[Data extracted from a collection]
....

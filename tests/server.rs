use std::time::Duration;

use bytes::Bytes;
use http::{Method, StatusCode};
use http_body_util::{BodyExt, Full};
use hyper_util::client::legacy::Client;
use hyper_util::rt::TokioExecutor;
use tessera::{Endpoint, Request, Response, Router, Routes, Server, TlsConfig};
use tokio::net::TcpListener;

async fn hello(req: Request) -> Response {
    Response::text(format!("hello {}", req.param("name").unwrap_or("?")))
}

async fn slow(_req: Request) -> &'static str {
    tokio::time::sleep(Duration::from_millis(300)).await;
    "done"
}

fn router() -> Router {
    Router::setup(
        Routes::new()
            .on(Method::GET, "/hello/:name", Endpoint::new(hello).with_matcher(["^[a-z]+$"]))
            .on(Method::GET, "/slow", Endpoint::new(slow)),
    )
    .unwrap()
}

#[tokio::test]
async fn serves_over_tcp_and_drains_on_shutdown() {
    let listener = TcpListener::bind("127.0.0.1:0").await.unwrap();
    let addr = listener.local_addr().unwrap();

    let server = Server::bind("127.0.0.1:0");
    let handle = server.shutdown_handle();
    let serving = tokio::spawn(server.serve_listener(listener, router(), std::future::pending()));

    let client = Client::builder(TokioExecutor::new()).build_http::<Full<Bytes>>();

    let res = client
        .get(format!("http://{addr}/hello/world").parse().unwrap())
        .await
        .unwrap();
    assert_eq!(res.status(), StatusCode::OK);
    assert_eq!(res.headers()["x-frame-options"], "DENY");
    let body = res.into_body().collect().await.unwrap().to_bytes();
    assert_eq!(&body[..], b"hello world");

    let res = client
        .get(format!("http://{addr}/hello/W0rld").parse().unwrap())
        .await
        .unwrap();
    assert_eq!(res.status(), StatusCode::BAD_REQUEST);

    // A request still running when shutdown starts must complete.
    let in_flight = {
        let client = client.clone();
        tokio::spawn(async move {
            let res = client.get(format!("http://{addr}/slow").parse().unwrap()).await.unwrap();
            let status = res.status();
            let body = res.into_body().collect().await.unwrap().to_bytes();
            (status, body)
        })
    };
    tokio::time::sleep(Duration::from_millis(50)).await;

    tokio::time::timeout(Duration::from_secs(5), handle.shutdown())
        .await
        .expect("shutdown did not finish draining");

    let (status, body) = in_flight.await.unwrap();
    assert_eq!(status, StatusCode::OK);
    assert_eq!(&body[..], b"done");

    serving.await.unwrap().unwrap();
}

#[tokio::test]
async fn invalid_listen_address_fails_startup() {
    let err = Server::bind("not-an-address")
        .serve_with_shutdown(router(), async {})
        .await
        .unwrap_err();
    assert!(matches!(err, tessera::Error::Config(_)));
}

#[tokio::test]
async fn bad_tls_material_fails_startup() {
    let listener = TcpListener::bind("127.0.0.1:0").await.unwrap();
    let err = Server::bind("127.0.0.1:0")
        .tls(TlsConfig::new(b"nope".to_vec(), b"nope".to_vec()))
        .serve_listener(listener, router(), std::future::pending())
        .await
        .unwrap_err();
    assert!(matches!(err, tessera::Error::Tls(_)));
}

#[tokio::test]
async fn shutdown_handle_resolves_after_failed_start() {
    let listener = TcpListener::bind("127.0.0.1:0").await.unwrap();
    let server = Server::bind("127.0.0.1:0").tls(TlsConfig::new(b"x".to_vec(), b"x".to_vec()));
    let handle = server.shutdown_handle();

    assert!(server.serve_listener(listener, router(), std::future::pending()).await.is_err());
    tokio::time::timeout(Duration::from_secs(2), handle.shutdown())
        .await
        .expect("shutdown hung after a failed start");

    let server = Server::bind("not-an-address");
    let handle = server.shutdown_handle();
    assert!(server.serve_with_shutdown(router(), std::future::pending()).await.is_err());
    tokio::time::timeout(Duration::from_secs(2), handle.shutdown())
        .await
        .expect("shutdown hung after a bad listen address");
}

#[tokio::test]
async fn shutdown_handle_resolves_when_server_is_dropped_unserved() {
    let server = Server::bind("127.0.0.1:0");
    let handle = server.shutdown_handle();
    drop(server);

    tokio::time::timeout(Duration::from_secs(2), handle.shutdown())
        .await
        .expect("shutdown hung for a server that never ran");
}

#[tokio::test]
async fn config_body_limit_reaches_the_router() {
    let listener = TcpListener::bind("127.0.0.1:0").await.unwrap();
    let addr = listener.local_addr().unwrap();
    let config = tessera::ServerConfig { max_body_bytes: 4, ..Default::default() };
    let server = Server::from_config(&config).unwrap();
    let handle = server.shutdown_handle();
    let serving = tokio::spawn(server.serve_listener(listener, router(), std::future::pending()));

    let client = Client::builder(TokioExecutor::new()).build_http::<Full<Bytes>>();
    let req = http::Request::builder()
        .method(Method::GET)
        .uri(format!("http://{addr}/slow"))
        .body(Full::new(Bytes::from_static(b"too long")))
        .unwrap();
    let res = client.request(req).await.unwrap();
    assert_eq!(res.status(), StatusCode::PAYLOAD_TOO_LARGE);

    tokio::time::timeout(Duration::from_secs(5), handle.shutdown()).await.unwrap();
    serving.await.unwrap().unwrap();
}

....

# Work instruction
The records are to be duplicated in full, with every word kept exactly.

# Answer section
filename tests/server.rs
use std::time::Duration;

use bytes::Bytes;
use http::{Method, StatusCode};
use http_body_util::{BodyExt, Full};
use hyper_util::client::legacy::Client;
use hyper_util::rt::TokioExecutor;
use tessera::{Endpoint, Request, Response, Router, Routes, Server, TlsConfig};
use tokio::net::TcpListener;

async fn hello(req: Request) -> Response {
    Response::text(format!("hello {}", req.param("name").unwrap_or("?")))
}

async fn slow(_req: Request) -> &'static str {
    tokio::time::sleep(Duration::from_millis(300)).await;
    "done"
}

fn router() -> Router {
    Router::setup(
        Routes::new()
            .on(Method::GET, "/hello/:name", Endpoint::new(hello).with_matcher(["^[a-z]+$"]))
            .on(Method::GET, "/slow", Endpoint::new(slow)),
    )
    .unwrap()
}

#[tokio::test]
async fn serves_over_tcp_and_drains_on_shutdown() {
    let listener = TcpListener::bind("127.0.0.1:0").await.unwrap();
    let addr = listener.local_addr().unwrap();

    let server = Server::bind("127.0.0.1:0");
    let handle = server.shutdown_handle();
    let serving = tokio::spawn(server.serve_listener(listener, router(), std::future::pending()));

    let client = Client::builder(TokioExecutor::new()).build_http::<Full<Bytes>>();

    let res = client
        .get(format!("http://{addr}/hello/world").parse().unwrap())
        .await
        .unwrap();
    assert_eq!(res.status(), StatusCode::OK);
    assert_eq!(res.headers()["x-frame-options"], "DENY");
    let body = res.into_body().collect().await.unwrap().to_bytes();
    assert_eq!(&body[..], b"hello world");

    let res = client
        .get(format!("http://{addr}/hello/W0rld").parse().unwrap())
        .await
        .unwrap();
    assert_eq!(res.status(), StatusCode::BAD_REQUEST);

    // A request still running when shutdown starts must complete.
    let in_flight = {
        let client = client.clone();
        tokio::spawn(async move {
            let res = client.get(format!("http://{addr}/slow").parse().unwrap()).await.unwrap();
            let status = res.status();
            let body = res.into_body().collect().await.unwrap().to_bytes();
            (status, body)
        })
    };
    tokio::time::sleep(Duration::from_millis(50)).await;

    tokio::time::timeout(Duration::from_secs(5), handle.shutdown())
        .await
        .expect("shutdown did not finish draining");

    let (status, body) = in_flight.await.unwrap();
    assert_eq!(status, StatusCode::OK);
    assert_eq!(&body[..], b"done");

    serving.await.unwrap().unwrap();
}

#[tokio::test]
async fn invalid_listen_address_fails_startup() {
    let err = Server::bind("not-an-address")
        .serve_with_shutdown(router(), async {})
        .await
        .unwrap_err();
    assert!(matches!(err, tessera::Error::Config(_)));
}

#[tokio::test]
async fn bad_tls_material_fails_startup() {
    let listener = TcpListener::bind("127.0.0.1:0").await.unwrap();
    let err = Server::bind("127.0.0.1:0")
        .tls(TlsConfig::new(b"nope".to_vec(), b"nope".to_vec()))
        .serve_listener(listener, router(), std::future::pending())
        .await
        .unwrap_err();
    assert!(matches!(err, tessera::Error::Tls(_)));
}

#[tokio::test]
async fn shutdown_handle_resolves_after_failed_start() {
    let listener = TcpListener::bind("127.0.0.1:0").await.unwrap();
    let server = Server::bind("127.0.0.1:0").tls(TlsConfig::new(b"x".to_vec(), b"x".to_vec()));
    let handle = server.shutdown_handle();

    assert!(server.serve_listener(listener, router(), std::future::pending()).await.is_err());
    tokio::time::timeout(Duration::from_secs(2), handle.shutdown())
        .await
        .expect("shutdown hung after a failed start");

    let server = Server::bind("not-an-address");
    let handle = server.shutdown_handle();
    assert!(server.serve_with_shutdown(router(), std::future::pending()).await.is_err());
    tokio::time::timeout(Duration::from_secs(2), handle.shutdown())
        .await
        .expect("shutdown hung after a bad listen address");
}

#[tokio::test]
async fn shutdown_handle_resolves_when_server_is_dropped_unserved() {
    let server = Server::bind("127.0.0.1:0");
    let handle = server.shutdown_handle();
    drop(server);

    tokio::time::timeout(Duration::from_secs(2), handle.shutdown())
        .await
        .expect("shutdown hung for a server that never ran");
}

#[tokio::test]
async fn config_body_limit_reaches_the_router() {
    let listener = TcpListener::bind("127.0.0.1:0").await.unwrap();
    let addr = listener.local_addr().unwrap();
    let config = tessera::ServerConfig { max_body_bytes: 4, ..Default::default() };
    let server = Server::from_config(&config).unwrap();
    let handle = server.shutdown_handle();
    let serving = tokio::spawn(server.serve_listener(listener, router(), std::future::pending()));

    let client = Client::builder(TokioExecutor::new()).build_http::<Full<Bytes>>();
    let req = http::Request::builder()
        .method(Method::GET)
        .uri(format!("http://{addr}/slow"))
        .body(Full::new(Bytes::from_static(b"too long")))
        .unwrap();
    let res = client.request(req).await.unwrap();
    assert_eq!(res.status(), StatusCode::PAYLOAD_TOO_LARGE);

    tokio::time::timeout(Duration::from_secs(5), handle.shutdown()).await.unwrap();
    serving.await.unwrap().unwrap();
}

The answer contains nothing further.